Подумай, что и мне следует как-то отреагировать, я в меру своих возможностей изобразил гримасу — ту самую, что делал мой друг-политик всякий раз, когда хотел создать у аудитории впечатление, будто он улыбается. Помнишь, я увязался за ним в тот памятный день, когда познакомился с Боорманом. Мой патрон получил заслуженную дань одобрения от нашего трио: от Пиперса его сдавленным хихиканьем, от госпожи Лауверэйсен ее громким смехом и от меня моей льстивой ухмылкой. Один только мастер Лауверэйсен не смеялся — он то и дело поглядывал на дверь мастерской, словно опасаясь, как бы его люди чего-либо не заметили.

Решив, что кузнечных дел мастер уже в достаточной степени изолирован, Боорман спросил, есть ли у него еще какие-нибудь замечания по содержанию статьи.

— Ах, — ответил Лауверэйсен, — мне это, в общем, довольно безразлично, но я бы не называл их черноликими.

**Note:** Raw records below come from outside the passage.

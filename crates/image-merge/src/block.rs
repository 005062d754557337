//! Block building - one label bar stacked on its image

use crate::label::{
    LabelFont, LabelMetrics, fit_label, label_offset_y, label_width_budget, resolve_font,
};
use crate::options::MergeOptions;
use crate::types::{Block, LabeledImage, Result};
use image::imageops;
use image::{Rgba, RgbaImage};
use imageproc::drawing::draw_hollow_rect_mut;
use imageproc::rect::Rect;

/// Everything needed to draw label bars for one merge call.
///
/// The font is resolved once so every block of a merge shares it.
#[derive(Debug)]
pub struct LabelRenderer {
    font: LabelFont,
    metrics: LabelMetrics,
    label_height: u32,
    padding: u32,
    background: Rgba<u8>,
    text_color: Rgba<u8>,
    outline: Option<Rgba<u8>>,
}

impl LabelRenderer {
    /// Resolve a font able to draw every label in `labels`
    pub fn new<'a>(
        options: &MergeOptions,
        labels: impl IntoIterator<Item = &'a str>,
    ) -> Result<Self> {
        let sample: String = labels.into_iter().collect();
        let font = resolve_font(
            options.font_size,
            options.bold,
            &options.font_candidates,
            &sample,
        )?;
        Ok(Self::with_font(font, options))
    }

    pub fn with_font(font: LabelFont, options: &MergeOptions) -> Self {
        Self {
            font,
            metrics: LabelMetrics {
                use_estimate: options.use_text_width_estimate,
                char_width: options.estimate_char_width,
                text_height: options.estimate_text_height,
            },
            label_height: options.label_height,
            padding: options.padding,
            background: options.background_color.into(),
            text_color: options.text_color.into(),
            outline: options
                .draw_outline
                .then(|| options.outline_color.into()),
        }
    }

    pub fn font(&self) -> &LabelFont {
        &self.font
    }

    pub fn label_height(&self) -> u32 {
        self.label_height
    }

    /// Label text as it will be drawn above an image `image_width` wide
    pub fn fitted_label(&self, label: &str, image_width: u32) -> String {
        let budget = label_width_budget(image_width, self.padding);
        fit_label(label, &self.font, budget, &self.metrics)
    }
}

/// Compose a block: background-filled label bar with the fitted label,
/// the image pasted below it and an optional one-pixel outline.
///
/// The block is exactly as wide as the image. Image pixels replace the
/// background, alpha included.
pub fn build_block(item: &LabeledImage, renderer: &LabelRenderer) -> Block {
    let width = item.width();
    let height = renderer.label_height + item.height();
    let mut canvas = RgbaImage::from_pixel(width, height, renderer.background);

    let text = renderer.fitted_label(&item.label, width);
    let text_y = label_offset_y(&text, &renderer.font, renderer.label_height, &renderer.metrics);
    renderer.font.draw(
        &mut canvas,
        renderer.text_color,
        renderer.padding as i32,
        text_y,
        &text,
    );

    imageops::replace(&mut canvas, &item.image, 0, renderer.label_height as i64);

    if let Some(color) = renderer.outline {
        draw_hollow_rect_mut(&mut canvas, Rect::at(0, 0).of_size(width, height), color);
    }

    log::debug!("Built block '{}' ({}x{})", text, width, height);
    Block::from_image(canvas)
}
use crate::types::{MergeError, Result};
use ab_glyph::{Font, FontArc, FontVec, PxScale, ScaleFont, point};
use image::{Rgba, RgbaImage};
use imageproc::drawing::draw_text_mut;
use std::fmt;
use std::path::PathBuf;

#[cfg(feature = "serde")]
use serde::{Deserialize, Serialize};

/// Bold face compiled into the crate, the end of every fallback chain
pub(crate) const EMBEDDED_FONT: &[u8] = include_bytes!("../../fonts/DejaVuSans-Bold.ttf");

/// A font file to try, with the face index for collections (`.ttc`)
#[derive(Debug, Clone, PartialEq, Eq)]
#[cfg_attr(feature = "serde", derive(Serialize, Deserialize))]
pub struct FontSource {
    pub path: PathBuf,
    #[cfg_attr(feature = "serde", serde(default))]
    pub index: u32,
}

impl FontSource {
    pub fn new(path: impl Into<PathBuf>) -> Self {
        Self::with_index(path, 0)
    }

    pub fn with_index(path: impl Into<PathBuf>, index: u32) -> Self {
        Self {
            path: path.into(),
            index,
        }
    }
}

// CJK-capable faces come before Latin-only ones of the same weight
const BOLD_FONTS: &[(&str, u32)] = &[
    ("/System/Library/Fonts/AppleSDGothicNeo.ttc", 6),
    ("C:/Windows/Fonts/malgunbd.ttf", 0),
    ("/usr/share/fonts/opentype/noto/NotoSansCJK-Bold.ttc", 0),
    ("/System/Library/Fonts/Supplemental/Arial Bold.ttf", 0),
    ("/System/Library/Fonts/Helvetica.ttc", 1),
    ("C:/Windows/Fonts/arialbd.ttf", 0),
    ("/usr/share/fonts/truetype/dejavu/DejaVuSans-Bold.ttf", 0),
];

const REGULAR_FONTS: &[(&str, u32)] = &[
    ("/System/Library/Fonts/AppleSDGothicNeo.ttc", 0),
    ("C:/Windows/Fonts/malgun.ttf", 0),
    ("/usr/share/fonts/opentype/noto/NotoSansCJK-Regular.ttc", 0),
    ("/System/Library/Fonts/Supplemental/Arial.ttf", 0),
    ("/System/Library/Fonts/Helvetica.ttc", 0),
    ("C:/Windows/Fonts/arial.ttf", 0),
    ("/usr/share/fonts/truetype/dejavu/DejaVuSans.ttf", 0),
];

/// Platform font files, bold faces first when `bold` is set
pub fn default_font_candidates(bold: bool) -> Vec<FontSource> {
    let bold_fonts = if bold { BOLD_FONTS } else { &[] };
    bold_fonts
        .iter()
        .chain(REGULAR_FONTS)
        .map(|&(path, index)| FontSource::with_index(path, index))
        .collect()
}

/// Pixel extent of a run of text as drawn at the origin.
///
/// `top` is the distance from the draw position down to the first inked
/// row; `height` spans the inked rows.
#[derive(Debug, Clone, Copy, PartialEq, Eq, Default)]
pub struct TextExtent {
    pub width: u32,
    pub top: i32,
    pub height: u32,
}

/// Anything that can size a run of label text
pub trait TextMeasure {
    /// `None` when no usable metrics can be produced
    fn measure(&self, text: &str) -> Option<TextExtent>;
}

/// Where a [`LabelFont`] was loaded from
#[derive(Debug, Clone, PartialEq, Eq)]
pub enum FontOrigin {
    File(FontSource),
    Embedded,
}

/// Outline font used for label text
#[derive(Clone)]
pub struct LabelFont {
    font: FontArc,
    scale: PxScale,
    origin: FontOrigin,
}

impl fmt::Debug for LabelFont {
    fn fmt(&self, f: &mut fmt::Formatter<'_>) -> fmt::Result {
        f.debug_struct("LabelFont")
            .field("origin", &self.origin)
            .field("scale", &self.scale.y)
            .finish()
    }
}

impl LabelFont {
    /// The bundled bold face at `size` pixels
    pub fn embedded(size: f32) -> Result<Self> {
        let font = FontArc::try_from_slice(EMBEDDED_FONT)
            .map_err(|e| MergeError::Font(format!("Failed to parse embedded font: {}", e)))?;
        Ok(Self {
            font,
            scale: PxScale::from(size),
            origin: FontOrigin::Embedded,
        })
    }

    /// Load a font file, `None` when it is missing or not a font
    pub fn from_source(source: &FontSource, size: f32) -> Option<Self> {
        let data = std::fs::read(&source.path).ok()?;
        let font = match FontVec::try_from_vec_and_index(data, source.index) {
            Ok(font) => font,
            Err(e) => {
                log::debug!("Ignoring {}: {}", source.path.display(), e);
                return None;
            }
        };
        Some(Self {
            font: FontArc::new(font),
            scale: PxScale::from(size),
            origin: FontOrigin::File(source.clone()),
        })
    }

    pub fn origin(&self) -> &FontOrigin {
        &self.origin
    }

    pub fn is_embedded(&self) -> bool {
        self.origin == FontOrigin::Embedded
    }

    /// Whether every visible character of `text` has a glyph in this face
    pub fn covers(&self, text: &str) -> bool {
        text.chars()
            .filter(|c| !c.is_whitespace())
            .all(|c| self.font.glyph_id(c).0 != 0)
    }

    /// Draw `text` with its layout origin at (`x`, `y`), clipped to the canvas
    pub fn draw(&self, canvas: &mut RgbaImage, color: Rgba<u8>, x: i32, y: i32, text: &str) {
        draw_text_mut(canvas, color, x, y, self.scale, &self.font, text);
    }
}

impl TextMeasure for LabelFont {
    fn measure(&self, text: &str) -> Option<TextExtent> {
        if text.is_empty() {
            return Some(TextExtent::default());
        }
        measure_outline(&self.font, self.scale, text)
    }
}

/// Lays glyphs out on a baseline at the font's ascent, the same origin
/// `draw_text_mut` uses.
fn measure_outline(font: &impl Font, scale: PxScale, text: &str) -> Option<TextExtent> {
    let scaled = font.as_scaled(scale);
    let ascent = scaled.ascent();
    if !ascent.is_finite() {
        return None;
    }

    let mut width = 0.0f32;
    let mut previous = None;
    let mut ink_top = f32::MAX;
    let mut ink_bottom = f32::MIN;

    for c in text.chars() {
        let glyph_id = scaled.glyph_id(c);
        if let Some(previous) = previous {
            width += scaled.kern(previous, glyph_id);
        }
        let glyph = glyph_id.with_scale_and_position(scale, point(width, ascent));
        width += scaled.h_advance(glyph_id);
        previous = Some(glyph_id);

        if let Some(outlined) = font.outline_glyph(glyph) {
            let bounds = outlined.px_bounds();
            ink_top = ink_top.min(bounds.min.y);
            ink_bottom = ink_bottom.max(bounds.max.y);
        }
    }

    if !width.is_finite() || width <= 0.0 {
        return None;
    }

    let (top, height) = if ink_top <= ink_bottom {
        (ink_top.floor() as i32, (ink_bottom - ink_top).ceil() as u32)
    } else {
        // Only whitespace, nothing inked
        (0, 0)
    };

    Some(TextExtent {
        width: width.ceil() as u32,
        top,
        height,
    })
}

/// Resolve a label font able to draw `sample`.
///
/// Tries `preferred` in order, then the platform candidates, taking the
/// first face that covers every character of `sample`. When none does,
/// the embedded face is used if it covers the sample, otherwise the first
/// font that loaded at all. Only fails if the embedded face is unreadable.
pub fn resolve_font(
    size: f32,
    bold: bool,
    preferred: &[FontSource],
    sample: &str,
) -> Result<LabelFont> {
    let mut first_loaded: Option<LabelFont> = None;

    for source in preferred.iter().cloned().chain(default_font_candidates(bold)) {
        let Some(font) = LabelFont::from_source(&source, size) else {
            continue;
        };
        if font.covers(sample) {
            log::debug!(
                "Using label font {} (face {})",
                source.path.display(),
                source.index
            );
            return Ok(font);
        }
        log::debug!("{} is missing glyphs for some labels", source.path.display());
        first_loaded.get_or_insert(font);
    }

    let embedded = LabelFont::embedded(size)?;
    match first_loaded {
        Some(font) if !embedded.covers(sample) => {
            log::warn!("No font covers every label, some characters may not render");
            Ok(font)
        }
        _ => {
            log::debug!("Using the embedded label font");
            Ok(embedded)
        }
    }
}

/// Whether `font` produces usable text metrics; decides once whether
/// label widths are measured or estimated
pub fn probe_text_metrics(font: &impl TextMeasure) -> bool {
    font.measure("Ag")
        .is_some_and(|extent| extent.width > 0 && extent.height > 0)
}
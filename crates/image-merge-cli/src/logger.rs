use chrono::Local;
use log::{Level, LevelFilter, Metadata, Record};
use std::io::Write;

/// Timestamped logger writing to stderr
pub struct CliLogger {
    level: LevelFilter,
}

impl CliLogger {
    /// Level from `-v` / `-q` counts: warn by default, each `-v` one step louder
    pub fn from_verbosity(verbose: u8, quiet: bool) -> Self {
        let level = if quiet {
            LevelFilter::Error
        } else {
            match verbose {
                0 => LevelFilter::Warn,
                1 => LevelFilter::Info,
                2 => LevelFilter::Debug,
                _ => LevelFilter::Trace,
            }
        };
        Self { level }
    }

    pub fn init(self) -> Result<(), log::SetLoggerError> {
        let level = self.level;
        log::set_boxed_logger(Box::new(self))?;
        log::set_max_level(level);
        Ok(())
    }
}

impl log::Log for CliLogger {
    fn enabled(&self, metadata: &Metadata) -> bool {
        metadata.level() <= self.level
    }

    fn log(&self, record: &Record) {
        if !self.enabled(record.metadata()) {
            return;
        }

        let tag = match record.level() {
            Level::Error => "ERROR",
            Level::Warn => "WARN ",
            Level::Info => "INFO ",
            Level::Debug => "DEBUG",
            Level::Trace => "TRACE",
        };
        let mut stderr = std::io::stderr().lock();
        let _ = writeln!(
            stderr,
            "{} {} [{}] {}",
            Local::now().format("%H:%M:%S%.3f"),
            tag,
            record.target(),
            record.args()
        );
    }

    fn flush(&self) {
        let _ = std::io::stderr().flush();
    }
}
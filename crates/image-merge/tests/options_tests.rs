use image_merge::*;
use tempfile::TempDir;

#[test]
fn test_default_options_are_valid() {
    let options = MergeOptions::default();
    assert!(options.validate().is_ok());
    assert_eq!(options.columns_per_row, 3);
    assert_eq!(options.label_height, 44);
    assert_eq!(options.max_image_size, 0);
    assert_eq!(options.direction, Direction::Vertical);
}

#[test]
fn test_validate_rejects_bad_values() {
    let cases = [
        MergeOptions {
            label_height: 0,
            ..Default::default()
        },
        MergeOptions {
            columns_per_row: 0,
            ..Default::default()
        },
        MergeOptions {
            pdf_dpi: 0.0,
            ..Default::default()
        },
        MergeOptions {
            font_size: f32::NAN,
            ..Default::default()
        },
        MergeOptions {
            use_text_width_estimate: true,
            estimate_char_width: 0,
            ..Default::default()
        },
    ];

    for options in cases {
        assert!(
            matches!(options.validate(), Err(MergeError::Config(_))),
            "expected rejection for {:?}",
            options
        );
    }
}

#[tokio::test]
async fn test_options_round_trip_through_json() {
    let dir = TempDir::new().unwrap();
    let path = dir.path().join("options.json");

    let options = MergeOptions {
        spacing: 12,
        columns_per_row: 4,
        max_image_size: 800,
        direction: Direction::Horizontal,
        background_color: Color::rgba(1, 2, 3, 255),
        font_candidates: vec![FontSource::with_index("/fonts/custom.ttc", 2)],
        ..Default::default()
    };
    options.save(&path).await.unwrap();

    let loaded = MergeOptions::load(&path).await.unwrap();
    assert_eq!(loaded, options);
}

#[tokio::test]
async fn test_partial_json_uses_defaults() {
    let dir = TempDir::new().unwrap();
    let path = dir.path().join("partial.json");
    tokio::fs::write(&path, r#"{ "spacing": 7, "direction": "horizontal" }"#)
        .await
        .unwrap();

    let loaded = MergeOptions::load(&path).await.unwrap();

    assert_eq!(loaded.spacing, 7);
    assert_eq!(loaded.direction, Direction::Horizontal);
    assert_eq!(loaded.label_height, MergeOptions::default().label_height);
}

#[tokio::test]
async fn test_malformed_json_is_config_error() {
    let dir = TempDir::new().unwrap();
    let path = dir.path().join("broken.json");
    tokio::fs::write(&path, "{ spacing: ").await.unwrap();

    let result = MergeOptions::load(&path).await;

    assert!(matches!(result, Err(MergeError::Config(_))));
}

Если им когда-нибудь доведется это прочитать, они заварят кашу.

И он взглянул на свою сестру с таким видом, словно заранее предупреждал ее, что тогда ей самой придется расхлебывать эту кашу.

— Вы, конечно, имеете в виду тот абзац, где говорится, что большинство фабрикантов вынуждены были вместе со своим черным народцем бежать за черту города и так далее? — спросил я как нельзя более почтительно.

— Вот именно, сударь, — благодарно отозвался кузнец. — Но мне послышалось, будто у вас говорится «черноликие», а не «черный народ». Они еще скажут, что мы их обзываем неграми, понимаете?

— Господин де Маттос, — сурово одернул меня Боорман, словно я утверждал обратное, — замечание мастера Лауверэйсена вполне справедливо. «Черный народец» — это, конечно, не «черный народ», потому что окончание «ец» придает слову ласкательный оттенок, но рабочие этого не поняли бы. Не будем метать бисер перед свиньями — замените слово «черный» словом «трудолюбивый». Или, скажем, напишите «крепкий народец», потому что в слове «трудолюбивый» есть что-то принижающее человека, тогда как эпитет «крепкий» подразумевает, что у них молодцеватый вид, они никого не боятся и у них громадные бицепсы — больше, чем у рабочих людей другой страны.